Ma esiste una realtà molto meno discussa e non per questo meno estesa (soprattutto dal punto di vista delle risorse pubbliche messe in campo) che riguarda la galassia di sussidi, sovvenzioni, incentivi, garanzie, detrazioni, finanziamenti (anche a fondo perduto) agevolazioni fiscali e bonus messi a disposizione delle imprese dallo Stato, dalle tasse della collettività (per il 70% pagate dalle persone fisiche). Riguardano la formazione (di cui parleremo), l’export, le assunzioni, lo smaltimento rifiuti, i contributi, il welfare aziendale, la pubblicità, la liquidità, la digitalizzazione, la sicurezza dei luoghi di lavoro, l’acquisizione di tecnologie, la sostenibilità energetica e tanto altro.
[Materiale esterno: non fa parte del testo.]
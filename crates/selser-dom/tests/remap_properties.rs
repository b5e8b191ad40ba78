//! Property tests for offset remapping over whole trees.

use proptest::prelude::*;
use selser_dom::{
    DataMw, Document, ExtensionRegistry, NodeId, convert_offset_numbering, shift_offsets,
};
use selser_source_map::{OffsetSpan, OffsetType, convert_offset};

// =============================================================================
// Helpers
// =============================================================================

const TYPES: [OffsetType; 3] = [OffsetType::Byte, OffsetType::Char, OffsetType::Ucs2];

fn gen_source() -> impl Strategy<Value = String> {
    prop::collection::vec(
        prop_oneof![Just('x'), Just(' '), Just('ß'), Just('中'), Just('🎉')],
        1..30,
    )
    .prop_map(|chars| chars.into_iter().collect())
}

/// Offsets of every character boundary of `source` in `ty` units.
fn boundaries(source: &str, ty: OffsetType) -> Vec<usize> {
    let mut out = vec![0];
    let mut pos = 0;
    for ch in source.chars() {
        pos += ty.units(ch);
        out.push(pos);
    }
    out
}

/// A valid span whose four bounds fall on character boundaries.
fn span_from_picks(bounds: &[usize], picks: (usize, usize, usize, usize)) -> OffsetSpan {
    let mut idx = [picks.0, picks.1, picks.2, picks.3].map(|p| p % bounds.len());
    idx.sort_unstable();
    let [a, b, c, d] = idx.map(|i| bounds[i]);
    OffsetSpan::new(a, d, b - a, d - c)
}

/// Build a page whose elements carry the given spans. Every third span goes
/// into the caption of an inline media element instead of the main tree.
fn build_page(source: &str, ty: OffsetType, spans: &[OffsetSpan]) -> Document {
    let mut caption_doc = Document::new();
    let caption_root = caption_doc.root();

    let mut doc = Document::new();
    doc.set_source(source, ty);
    let root = doc.root();

    for (i, span) in spans.iter().enumerate() {
        if i % 3 == 2 {
            let el = caption_doc.create_element("i");
            caption_doc.data_parsoid_mut(el).dsr = Some(*span);
            caption_doc.append_child(caption_root, el);
        } else {
            let el = doc.create_element("b");
            doc.data_parsoid_mut(el).dsr = Some(*span);
            let text = doc.create_text(format!("t{}", i));
            doc.append_child(el, text);
            doc.append_child(root, el);
        }
    }

    let media = doc.create_element("span");
    doc.set_attr(media, "typeof", "mw:File");
    doc.set_data_mw(
        media,
        Some(DataMw {
            caption: Some(caption_doc.inner_html(caption_root)),
            ..DataMw::default()
        }),
    );
    doc.append_child(root, media);
    doc
}

fn top_level_spans(doc: &Document) -> Vec<(NodeId, OffsetSpan)> {
    doc.children(doc.root())
        .iter()
        .filter_map(|&id| doc.data_parsoid(id).dsr.map(|span| (id, span)))
        .collect()
}

// =============================================================================
// Properties
// =============================================================================

proptest! {
    #[test]
    fn test_conversion_round_trip_restores_every_span(
        source in gen_source(),
        from in 0usize..3,
        to in 0usize..3,
        picks in prop::collection::vec((0usize..64, 0usize..64, 0usize..64, 0usize..64), 1..10),
    ) {
        let (from, to) = (TYPES[from], TYPES[to]);
        let bounds = boundaries(&source, from);
        let spans: Vec<OffsetSpan> = picks.iter().map(|p| span_from_picks(&bounds, *p)).collect();

        let mut doc = build_page(&source, from, &spans);
        let root = doc.root();
        let extensions = ExtensionRegistry::new();
        let before = doc.inner_html(root);

        convert_offset_numbering(&mut doc, &extensions, from, to).unwrap();
        prop_assert_eq!(doc.offset_type(), to);
        for (id, span) in top_level_spans(&doc) {
            prop_assert!(span.validate().is_ok(), "invalid span on {}", id);
        }

        convert_offset_numbering(&mut doc, &extensions, to, from).unwrap();
        prop_assert_eq!(doc.inner_html(root), before);
        prop_assert!(!doc.diagnostics().has_diagnostics());
    }

    #[test]
    fn test_converted_bounds_match_direct_conversion(
        source in gen_source(),
        picks in prop::collection::vec((0usize..64, 0usize..64, 0usize..64, 0usize..64), 1..10),
    ) {
        let bounds = boundaries(&source, OffsetType::Byte);
        let spans: Vec<OffsetSpan> = picks.iter().map(|p| span_from_picks(&bounds, *p)).collect();
        let mut doc = build_page(&source, OffsetType::Byte, &spans);

        let before = top_level_spans(&doc);
        convert_offset_numbering(&mut doc, &ExtensionRegistry::new(), OffsetType::Byte, OffsetType::Ucs2)
            .unwrap();

        for (id, old) in before {
            let new = doc.data_parsoid(id).dsr.unwrap();
            let conv = |o: usize| convert_offset(&source, OffsetType::Byte, OffsetType::Ucs2, o);
            prop_assert_eq!(new.start(), old.start().map(conv));
            prop_assert_eq!(new.end(), old.end().map(conv));
            prop_assert_eq!(new.inner_start(), old.inner_start().map(conv));
            prop_assert_eq!(new.inner_end(), old.inner_end().map(conv));
        }
    }

    #[test]
    fn test_identity_shift_changes_nothing(
        source in gen_source(),
        picks in prop::collection::vec((0usize..64, 0usize..64, 0usize..64, 0usize..64), 1..10),
    ) {
        let bounds = boundaries(&source, OffsetType::Char);
        let spans: Vec<OffsetSpan> = picks.iter().map(|p| span_from_picks(&bounds, *p)).collect();
        let mut doc = build_page(&source, OffsetType::Char, &spans);
        let root = doc.root();
        let before = doc.inner_html(root);

        shift_offsets(&mut doc, &ExtensionRegistry::new(), root, Some);
        prop_assert_eq!(doc.inner_html(root), before);
    }
}
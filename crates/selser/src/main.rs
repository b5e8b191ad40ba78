//! Selser CLI - Main entry point

use std::path::PathBuf;

use anyhow::Result;
use clap::{Parser, Subcommand};
use selser_source_map::OffsetType;
use tracing_subscriber::{layer::SubscriberExt, util::SubscriberInitExt};

mod bundle;
mod commands;

#[derive(Parser)]
#[command(name = "selser")]
#[command(version)]
#[command(about = "Citation processing and offset remapping for page bundles", long_about = None)]
struct Cli {
    #[command(subcommand)]
    command: Commands,
}

#[derive(Subcommand)]
enum Commands {
    /// Resolve citations and render reference lists
    Cite {
        /// Page bundle (JSON)
        bundle: PathBuf,

        /// Citation settings (TOML)
        #[arg(long)]
        config: Option<PathBuf>,

        /// Write the resulting bundle to FILE instead of stdout
        #[arg(short = 'o', long)]
        output: Option<PathBuf>,
    },

    /// Convert every source offset to another numbering
    ConvertOffsets {
        /// Page bundle (JSON)
        bundle: PathBuf,

        /// Units the offsets are counted in (defaults to the bundle's offsetType)
        #[arg(long)]
        from: Option<OffsetType>,

        /// Units to convert to: byte, char or ucs2
        #[arg(long)]
        to: OffsetType,

        /// Write the resulting bundle to FILE instead of stdout
        #[arg(short = 'o', long)]
        output: Option<PathBuf>,
    },

    /// Move every source offset by a fixed amount
    ShiftOffsets {
        /// Page bundle (JSON)
        bundle: PathBuf,

        /// Amount to move by (negative moves towards the start)
        #[arg(long, allow_hyphen_values = true)]
        by: i64,

        /// Write the resulting bundle to FILE instead of stdout
        #[arg(short = 'o', long)]
        output: Option<PathBuf>,
    },
}

fn main() -> Result<()> {
    // Initialize logging
    tracing_subscriber::registry()
        .with(
            tracing_subscriber::EnvFilter::try_from_default_env()
                .unwrap_or_else(|_| "selser=info".into()),
        )
        .with(tracing_subscriber::fmt::layer().with_writer(std::io::stderr))
        .init();

    let cli = Cli::parse();

    match cli.command {
        Commands::Cite {
            bundle,
            config,
            output,
        } => commands::cite::execute(commands::cite::CiteArgs {
            bundle,
            config,
            output,
        }),
        Commands::ConvertOffsets {
            bundle,
            from,
            to,
            output,
        } => commands::offsets::convert(commands::offsets::ConvertArgs {
            bundle,
            from,
            to,
            output,
        }),
        Commands::ShiftOffsets { bundle, by, output } => {
            commands::offsets::shift(commands::offsets::ShiftArgs { bundle, by, output })
        }
    }
}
Un altro esempio è il piagnisteo noto a tutti come “non riusciamo a trovare lavoratori abbastanza qualificati”, ma la stragrande maggioranza delle imprese italiane preferisce trovare lavoratori qualificati e pagarli con retribuzioni “junior” (Quando va bene) solo perchè “appena arrivati”, e destinano una parte troppo marginale, se non inesistente, del loro budget alla formazione dei propri dipendenti. Si dirà “eh io li formo e poi vanno a lavorare in altre aziende”, verrebbe da rispondere “è il rischio d’impresa, baby”. È chiaro che in questo caso si cerca di scaricare la responsabilità sullo Stato, sulle scuole e sulle Università pur di non assumersi la propria dose di responsabilità sul tema “formazione”.
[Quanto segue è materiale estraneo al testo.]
/*
 * render.rs
 * Copyright (c) 2025 Posit, PBC
 *
 * Rendering of reference lists.
 */

//! Reference list rendering.
//!
//! A list is rendered once all of its group's citations before it have been
//! resolved. Its author-written content is replaced by one line per entry,
//! numbered in the order the entries were first resolved.
//!
//! ## Output Structure
//!
//! ```html
//! <div class="mw-references-wrap mw-references-columns">
//!   <ol class="mw-references references">
//!     <li about="#cite_note-1" id="cite_note-1">...</li>
//!   </ol>
//! </div>
//! ```
//!
//! ## Configuration
//!
//! - `responsive-references`: wrap lists in the `div` (a list's own
//!   `responsive="0"` turns it off)
//! - `responsive-threshold`: entry count above which the wrapper gets
//!   `mw-references-columns`

use crate::config::CiteConfig;
use crate::registry::ReferenceRegistry;
use crate::report::{RefError, RefErrorKind, add_errors_to_node, report};
use selser_dom::{DataMw, DataMwBody, Document, NodeId};
use selser_source_map::OffsetSpan;

/// Author-supplied parameters of a reference list.
#[derive(Debug, Clone, Default, PartialEq, Eq)]
pub struct ReferencesOptions {
    pub group: Option<String>,
    /// `"0"` turns the responsive wrapper off for this list.
    pub responsive: Option<String>,
}

impl ReferencesOptions {
    pub fn for_group(group: impl Into<String>) -> Self {
        Self {
            group: Some(group.into()),
            responsive: None,
        }
    }
}

/// Build an empty reference list, moving the children of `content` (if any)
/// into it.
///
/// Returns the outermost node: the responsive wrapper if there is one, the
/// `ol` otherwise.
pub fn create_references(
    doc: &mut Document,
    config: &CiteConfig,
    content: Option<NodeId>,
    opts: &ReferencesOptions,
    auto_generated: bool,
) -> NodeId {
    let ol = doc.create_element("ol");
    doc.add_class(ol, "mw-references");
    doc.add_class(ol, "references");
    if let Some(content) = content {
        doc.migrate_children(content, ol);
    }

    let responsive = match opts.responsive.as_deref() {
        Some(value) => value != "0",
        None => config.responsive_references,
    };
    let frag = if responsive {
        let div = doc.create_element("div");
        doc.add_class(div, "mw-references-wrap");
        doc.append_child(div, ol);
        div
    } else {
        ol
    };

    let group = opts.group.as_deref().filter(|g| !g.is_empty());
    if auto_generated {
        doc.add_type_of(frag, "mw:Extension/references");
        let about = doc.new_about_id();
        doc.set_attr(frag, "about", about);
        let mut dmw = DataMw::extension("references");
        if let (Some(attrs), Some(group)) = (dmw.attrs.as_mut(), group) {
            attrs.insert("group".to_string(), group.to_string());
        }
        doc.set_data_mw(frag, Some(dmw));
    }

    if let Some(group) = group {
        doc.data_parsoid_mut(frag).group = Some(group.to_string());
        doc.set_attr(ol, "data-mw-group", group);
    }

    frag
}

/// Render the group of `refs_node` into it and forget the group.
///
/// Entries with problems that can only be known now (a named entry that
/// never got content, a group without a list of its own) get their errors
/// here, or deferred by about id if their citation links sit in embedded
/// HTML.
pub(crate) fn insert_references_into_dom(
    doc: &mut Document,
    registry: &mut ReferenceRegistry,
    refs_node: NodeId,
    auto_generated: bool,
) {
    let is_tpl_wrapper = doc.has_type_of(refs_node, "mw:Transclusion");
    let group = doc
        .data_parsoid(refs_node)
        .group
        .clone()
        .unwrap_or_default();
    let page_uri = registry.config().page_uri.clone();
    let threshold = registry.config().responsive_threshold;
    let ref_group = registry.remove_group(&group);

    if let Some(ref_group) = &ref_group {
        for entry in ref_group.entries() {
            let mut errs = Vec::new();
            if auto_generated && !group.is_empty() {
                errs.push(
                    RefError::new(RefErrorKind::GroupWithoutReferences).with_param(group.as_str()),
                );
            }
            if entry.is_named() && entry.content_id.is_none() {
                errs.push(RefError::new(RefErrorKind::NoText));
            }
            if errs.is_empty() {
                continue;
            }
            for &node in &entry.nodes {
                add_errors_to_node(doc, node, &errs);
            }
            for about in &entry.embedded_nodes {
                registry.defer_errors(about.as_str(), errs.clone());
            }
            let location = entry
                .nodes
                .first()
                .and_then(|&n| doc.data_parsoid(n).dsr);
            report(doc, &errs, location);
        }
    }

    let nested_refs: Vec<String> = doc
        .descendants(refs_node)
        .into_iter()
        .filter(|&n| doc.is_element_named(n, "sup") && doc.has_type_of(n, "mw:Extension/ref"))
        .map(|n| doc.outer_html(n) + "\n")
        .collect();

    if !is_tpl_wrapper {
        let self_close = doc.data_parsoid(refs_node).self_close;
        if auto_generated {
            doc.data_mw_mut(refs_node).auto_generated = true;
        } else if !nested_refs.is_empty() {
            let html = format!("\n{}", nested_refs.concat());
            doc.data_mw_mut(refs_node).body = Some(DataMwBody::html(html));
        } else if !self_close {
            doc.data_mw_mut(refs_node).body = Some(DataMwBody::html(""));
        } else {
            doc.data_mw_mut(refs_node).body = None;
        }
        if self_close {
            doc.data_parsoid_mut(refs_node).self_close = false;
        }
    }

    let entry_count = ref_group.as_ref().map_or(0, |g| g.len());
    let mut list = refs_node;
    let mut columns = false;
    if doc.has_class(refs_node, "mw-references-wrap") {
        if entry_count > threshold {
            doc.add_class(refs_node, "mw-references-columns");
            columns = true;
        }
        let ol = doc
            .children(refs_node)
            .iter()
            .copied()
            .find(|&n| doc.is_element_named(n, "ol"));
        if let Some(ol) = ol {
            list = ol;
        }
    }
    tracing::debug!(group = %group, entries = entry_count, columns, "rendering reference list");

    doc.clear_children(list);
    if let Some(ref_group) = &ref_group {
        for entry in ref_group.entries() {
            ref_group.render_line(doc, list, entry, &page_uri);
        }
    }
}

/// Append an auto-generated list to the end of `doc` for every group that
/// still has unrendered entries.
pub fn insert_missing_references(doc: &mut Document, registry: &mut ReferenceRegistry) {
    let root = doc.root();
    for group in registry.group_names() {
        let frag = create_references(
            doc,
            registry.config(),
            None,
            &ReferencesOptions::for_group(group.as_str()),
            true,
        );
        if let Some(len) = doc.source_len() {
            doc.data_parsoid_mut(frag).dsr = Some(OffsetSpan::new(len, len, 0, 0));
        }
        let newline = doc.create_text("\n");
        doc.append_child(root, newline);
        doc.append_child(root, frag);
        tracing::debug!(group = %group, "appending auto-generated reference list");
        insert_references_into_dom(doc, registry, frag, true);
    }
}

#[cfg(test)]
mod tests {
    use super::*;
    use insta::assert_snapshot;

    #[test]
    fn test_create_responsive_list() {
        let mut doc = Document::new();
        let frag = create_references(
            &mut doc,
            &CiteConfig::default(),
            None,
            &ReferencesOptions::for_group("notes"),
            false,
        );
        assert_snapshot!(doc.outer_html(frag), @r#"<div class="mw-references-wrap" data-parsoid="{&quot;group&quot;:&quot;notes&quot;}"><ol class="mw-references references" data-mw-group="notes"></ol></div>"#);
    }

    #[test]
    fn test_responsive_attribute_overrides_config() {
        let mut doc = Document::new();
        let opts = ReferencesOptions {
            group: None,
            responsive: Some("0".to_string()),
        };
        let frag = create_references(&mut doc, &CiteConfig::default(), None, &opts, false);
        assert_eq!(doc.tag_name(frag), Some("ol"));

        let config = CiteConfig::default().with_responsive_references(false);
        let opts = ReferencesOptions {
            group: None,
            responsive: Some("1".to_string()),
        };
        let frag = create_references(&mut doc, &config, None, &opts, false);
        assert_eq!(doc.tag_name(frag), Some("div"));
    }

    #[test]
    fn test_auto_generated_list_is_marked() {
        let mut doc = Document::new();
        let config = CiteConfig::default().with_responsive_references(false);
        let frag = create_references(&mut doc, &config, None, &ReferencesOptions::default(), true);
        assert!(doc.has_type_of(frag, "mw:Extension/references"));
        assert_eq!(doc.attr(frag, "about"), Some("#mwt0"));
        let dmw = doc.data_mw(frag).unwrap();
        assert_eq!(dmw.name.as_deref(), Some("references"));
        assert_eq!(dmw.attr("group"), None);
    }

    #[test]
    fn test_content_is_moved_into_list() {
        let mut doc = Document::from_html("<li>a</li><li>b</li>").unwrap();
        let root = doc.root();
        let config = CiteConfig::default().with_responsive_references(false);
        let ol = create_references(&mut doc, &config, Some(root), &ReferencesOptions::default(), false);
        assert!(!doc.has_children(root));
        assert_eq!(doc.children(ol).len(), 2);
    }

    #[test]
    fn test_nothing_to_insert() {
        let mut doc = Document::from_html("<p>plain</p>").unwrap();
        let mut registry = ReferenceRegistry::default();
        insert_missing_references(&mut doc, &mut registry);
        assert_eq!(doc.inner_html(doc.root()), "<p>plain</p>");
    }
}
Sia chiaro, non sono contro gli aiuti alle imprese, sono consapevole dell’effetto moltiplicatore che potenzialmente possono avere (quando i soldi sono ben spesi), ma quel che è inaccettabile è la narrativa che va per la maggiore, farcita di disprezzo sociale e di odioso paternalismo nei confronti dei più deboli da parte di un certo sistema imprenditoriale/industriale che beneficia di una quantità di risorse pubbliche enorme, alla quale va aggiunta la quantità di risorse provenienti dall’UE. Di fatto, in Italia non esiste un settore economico che non sia destinatario di sussidi (perfino le banche e la Borsa).

Prima della pandemia, un famoso libro ben dettagliato sul tema, dall’esplicativo titolo “Mani Bucate. A chi finiscono i soldi dei contribuenti: l’orgia degli aiuti pubblici alle imprese private” quantificava, nel 2011, gli aiuti dello Stato alle imprese a 30 miliardi di euro, grazie ai calcoli della Commissione bilancio del Senato, i quali però non contano le agevolazioni fiscali (Confindustria e Co. Parlava di appena 3 miliardi senza però esplicitare i criteri di calcolo).
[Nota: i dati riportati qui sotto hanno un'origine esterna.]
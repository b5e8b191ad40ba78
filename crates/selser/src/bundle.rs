//! Page bundles.
//!
//! A bundle is one page as JSON: its HTML, the source text the offsets in
//! the HTML point into, the unit those offsets are counted in, and the
//! content fragments sealed markers refer to.
//!
//! ```json
//! {
//!   "html": "<p>...</p>",
//!   "source": "...",
//!   "offsetType": "byte",
//!   "fragments": { "mwf0": "<sup>...</sup>" }
//! }
//! ```

use std::path::Path;

use anyhow::{Context, Result};
use indexmap::IndexMap;
use selser_dom::{Document, SerializeOptions};
use selser_source_map::OffsetType;
use serde::{Deserialize, Serialize};

#[derive(Debug, Clone, Default, PartialEq, Eq, Serialize, Deserialize)]
#[serde(rename_all = "camelCase")]
pub struct PageBundle {
    pub html: String,

    #[serde(default, skip_serializing_if = "Option::is_none")]
    pub source: Option<String>,

    #[serde(default)]
    pub offset_type: OffsetType,

    #[serde(default, skip_serializing_if = "IndexMap::is_empty")]
    pub fragments: IndexMap<String, String>,
}

impl PageBundle {
    pub fn read(path: &Path) -> Result<Self> {
        let content = std::fs::read_to_string(path)
            .with_context(|| format!("Failed to read bundle {}", path.display()))?;
        serde_json::from_str(&content)
            .with_context(|| format!("Failed to parse bundle {}", path.display()))
    }

    /// Build the document tree, with its source and content fragments.
    pub fn into_document(self) -> Result<Document> {
        let mut doc = Document::from_html(&self.html).context("Failed to parse page HTML")?;
        match self.source {
            Some(source) => doc.set_source(source, self.offset_type),
            None => doc.set_offset_type(self.offset_type),
        }
        for (id, html) in &self.fragments {
            doc.put_fragment_html(id, html)
                .with_context(|| format!("Failed to parse content fragment {}", id))?;
        }
        Ok(doc)
    }

    /// Capture `doc` as a bundle. Unmodified markup is kept byte for byte.
    pub fn from_document(doc: &Document) -> Self {
        let opts = SerializeOptions::inner().verbatim();
        let fragments = doc
            .fragment_ids()
            .filter_map(|id| {
                let root = doc.fragment(id)?;
                Some((id.to_string(), doc.serialize(root, opts)))
            })
            .collect();
        Self {
            html: doc.serialize(doc.root(), opts),
            source: doc.source().map(str::to_string),
            offset_type: doc.offset_type(),
            fragments,
        }
    }

    /// Write the bundle as pretty JSON to `output`, or to stdout.
    pub fn write(&self, output: Option<&Path>) -> Result<()> {
        let json = serde_json::to_string_pretty(self).context("Failed to serialize bundle")?;
        match output {
            Some(path) => std::fs::write(path, json + "\n")
                .with_context(|| format!("Failed to write {}", path.display())),
            None => {
                println!("{}", json);
                Ok(())
            }
        }
    }
}

#[cfg(test)]
mod tests {
    use super::*;
    use tempfile::TempDir;

    #[test]
    fn test_defaults() {
        let bundle: PageBundle = serde_json::from_str(r#"{"html":"<p>x</p>"}"#).unwrap();
        assert_eq!(bundle.source, None);
        assert_eq!(bundle.offset_type, OffsetType::Byte);
        assert!(bundle.fragments.is_empty());
    }

    #[test]
    fn test_document_round_trip_keeps_markup() {
        let mut fragments = IndexMap::new();
        fragments.insert("mwf0".to_string(), "<sup data-x='1'>note</sup>".to_string());
        let bundle = PageBundle {
            html: "<p class='a'>x &amp; y</p>".to_string(),
            source: Some("x & y".to_string()),
            offset_type: OffsetType::Ucs2,
            fragments,
        };

        let doc = bundle.clone().into_document().unwrap();
        assert_eq!(doc.offset_type(), OffsetType::Ucs2);
        assert_eq!(PageBundle::from_document(&doc), bundle);
    }

    #[test]
    fn test_write_and_read() {
        let dir = TempDir::new().unwrap();
        let path = dir.path().join("page.json");
        let bundle = PageBundle {
            html: "<p>x</p>".to_string(),
            offset_type: OffsetType::Char,
            ..PageBundle::default()
        };
        bundle.write(Some(&path)).unwrap();

        let written = std::fs::read_to_string(&path).unwrap();
        assert!(written.contains(r#""offsetType": "char""#));
        assert!(!written.contains("fragments"));
        assert_eq!(PageBundle::read(&path).unwrap(), bundle);
    }

    #[test]
    fn test_bad_fragment_is_an_error() {
        let mut fragments = IndexMap::new();
        fragments.insert("mwf0".to_string(), "<sup>".to_string());
        let bundle = PageBundle {
            html: String::new(),
            fragments,
            ..PageBundle::default()
        };
        let err = bundle.into_document().unwrap_err();
        assert!(err.to_string().contains("mwf0"));
    }
}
Secondo il database comunitario AMECO, il quale compie stime dichiaratamente conservative, nel 2019 gli imprenditori italiani hanno usufruito di almeno 20 miliardi, nel 2018 la stima di Bankitalia ha quantificato 40 miliardi di euro tra contributi e sussidi.

Oggi, con il covid-19 non abbiamo motivo di credere che lo Stato elargisca meno sussidi alle imprese, anche perché c’è una ripartenza da sostenere e da non fallire.

Vorrei terminare solo con 3 dati:

1. il budget stanziato per il reddito di cittadinanza spalmato in 3 anni (2019-2021) è stato di “soli” 21 miliardi di euro, 7 miliardi all’anno.

2. Il tessuto imprenditoriale italiano, nonostante le cifre sopracitate non è mai riuscito raggiungere i livelli di produzione precedenti alla crisi del 2008, segno che i soldi pubblici, evidentemente, sono stati spesi male dalle imprese.

3. Anche lo Stato spende male e in modo ingiusto: nel 2021 le procedure di infrazione aperte dall’Unione Europea nei confronti dell’Italia in materia di “Concorrenza e aiuti di Stato” sono ben 6, mentre in materia di “affari economici e finanziari” sono 10.

Alcuni esempi:

– “Mancato recupero degli aiuti concessi alle imprese che investono in municipalità colpite da disastri naturali cd Tremonti bis” (quel “bis” fa paura).

– “Mancato recupero degli aiuti di stato concessi agli alberghi dalla Regione Sardegna” (com’era la storia sulla mancanza dei lavoratori per la stagione estiva che preferivano il reddito di cittadinanza?).

– “Mancato recupero degli aiuti concessi a favore delle imprese nel territorio di Venezia e Chioggia” (il malcostume e gli sprechi sono sempre al Sud, no?).